# [Assignment]
Search the material below for "force" and copy every line where it occurs.

---- Entries provided

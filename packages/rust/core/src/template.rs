//! Blank tabular template for operators to fill in.

use std::path::Path;

use tracing::info;

use qamerge_shared::{QaMergeError, Result, TABULAR_COLUMNS};

/// Write a header-only CSV to `path`.
///
/// Refuses to replace an existing file unless `force` is set, so a filled-in
/// sheet is never wiped by accident.
pub fn write_template(path: &Path, delimiter: u8, force: bool) -> Result<()> {
    if path.exists() && !force {
        return Err(QaMergeError::config(format!(
            "{} already exists (use --force to overwrite)",
            path.display()
        )));
    }

    if let Some(parent) = path.parent().filter(|p| !p.as_os_str().is_empty()) {
        std::fs::create_dir_all(parent).map_err(|e| QaMergeError::io(parent, e))?;
    }

    let mut writer = csv::WriterBuilder::new()
        .delimiter(delimiter)
        .from_path(path)
        .map_err(|e| QaMergeError::write(path, std::io::Error::other(e)))?;
    writer
        .write_record(TABULAR_COLUMNS)
        .map_err(|e| QaMergeError::write(path, std::io::Error::other(e)))?;
    writer.flush().map_err(|e| QaMergeError::write(path, e))?;

    info!(path = %path.display(), "wrote tabular template");
    Ok(())
}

--------

# [Response below]
/// Refuses to replace an existing file unless `force` is set, so a filled-in
pub fn write_template(path: &Path, delimiter: u8, force: bool) -> Result<()> {
    if path.exists() && !force {
            "{} already exists (use --force to overwrite)",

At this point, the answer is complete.